For Los Angeles painter and real estate investor Shlomo Tuvia, making art has literally been a matter of survival his entire life. The son of Holocaust survivors, he grew up with parents who were both deaf and mute. Tuvia drew pictures as a child to express his needs and to communicate with them.. 

“It was very dramatic,” Tuvia told the Journal.  “My mom would make faces [and] imitate how people walked. It was hilarious.” 

Tuvia was born in a poor North African section of Jaffa, Israel, in 1958. Donkeys freely roamed the dirt streets. His parents worked as laborers and money was tight. The family later moved to Rehovot, and as a child and teenager, Tuvia started various one-man businesses, including
selling pita and hummus out of a “pushcart” fashioned from a baby carriage, delivering flowers for a local store, and even painting (stolen) bikes and
reselling them — a practice that stopped when he got caught. “These activities really helped me learn right from wrong,” he said.

In 1980, at the age of 21, Tuvia moved to Santa Monica and stayed with an uncle and aunt originally from Romania who were also Holocaust survivors. 

One day, when he was in the car with his aunt and uncle in the parking garage at Santa Monica Place, he noticed a man on a ladder painting a mural in the alley. “I can do that,” Tuvia said. He got out of the car and asked the painter how he could could get this kind of work. The painter, a solopreneur, hired him on the spot as his assistant. 

Tuvia worked as an outdoor and billboard painter for about six months, then began painting private homes. That work led to requests from clients for highly decorative finishes at a time when the faux finish craze was just beginning to explode.

“While doing faux finishes for clients including Michelle Pfeiffer, Melanie Griffith, Eddie Murphy and Barbra Streisand does not an official art student make, it provided Tuvia with the opportunity to practice working with paint.”

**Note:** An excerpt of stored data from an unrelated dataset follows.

use std::fmt;
use std::io;
use std::path::PathBuf;

use derive_more::From;
use num::Complex;
use thiserror::Error;

pub type Result<T, E = PtolemyError> = std::result::Result<T, E>;

/// Numbers attached to a numerical error for diagnosis.
#[derive(Clone, Debug, Default, PartialEq, From)]
pub struct NumericalValues(pub Vec<Complex<f64>>);

impl fmt::Display for NumericalValues {
    fn fmt(&self, f: &mut fmt::Formatter<'_>) -> fmt::Result {
        write!(f, "[")?;
        for (i, value) in self.0.iter().enumerate() {
            if i > 0 {
                write!(f, ", ")?;
            }
            write!(f, "{}", value)?;
        }
        write!(f, "]")
    }
}

#[derive(Debug, Error)]
pub enum PtolemyError {
    /// The triangulation is malformed. Never recovered.
    #[error("inconsistent triangulation: {0}")]
    Structural(String),
    #[error("numerical error: {message} {values}")]
    Numerical {
        message: String,
        values: NumericalValues,
    },
    #[error("no solution found: {0}")]
    Exhaustion(String),
    #[error("external process failed: {0}")]
    ExternalProcess(String),
    #[error("external process timed out after {0:?}")]
    Timeout(std::time::Duration),
    #[error("parse error: {0}")]
    Parse(String),
    #[error("failed to access {path:?}: {source}")]
    Io {
        path: PathBuf,
        #[source]
        source: io::Error,
    },
    #[error("invalid parameters: {0}")]
    Parameters(String),
}

impl PtolemyError {
    pub fn numerical(message: impl Into<String>, values: impl Into<NumericalValues>) -> Self {
        Self::Numerical {
            message: message.into(),
            values: values.into(),
        }
    }

    pub fn structural(message: impl Into<String>) -> Self {
        Self::Structural(message.into())
    }

    pub fn parse(message: impl Into<String>) -> Self {
        Self::Parse(message.into())
    }

    pub fn io(path: impl Into<PathBuf>, source: io::Error) -> Self {
        Self::Io {
            path: path.into(),
            source,
        }
    }

    /// Structural errors indicate malformed input and abort a whole
    /// batch. Everything else is reported per item.
    pub fn is_fatal(&self) -> bool {
        matches!(self, Self::Structural(_) | Self::Parameters(_))
    }
}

Tuvia quickly educated himself on how to apply specialty glazes and finishes: What makes ordinary drywall look like aged plaster from a Tuscan villa? How can you use paint (or paint mixed with weed killer, perhaps) to make new wooden ceiling beams resemble century-old reclaimed wood? 

Off-the-shelf glazes weren’t widely available at the time, and Tuvia had to invent techniques. “We did all kinds of finishes on floors, ceilings, furniture, cabinets,” he said.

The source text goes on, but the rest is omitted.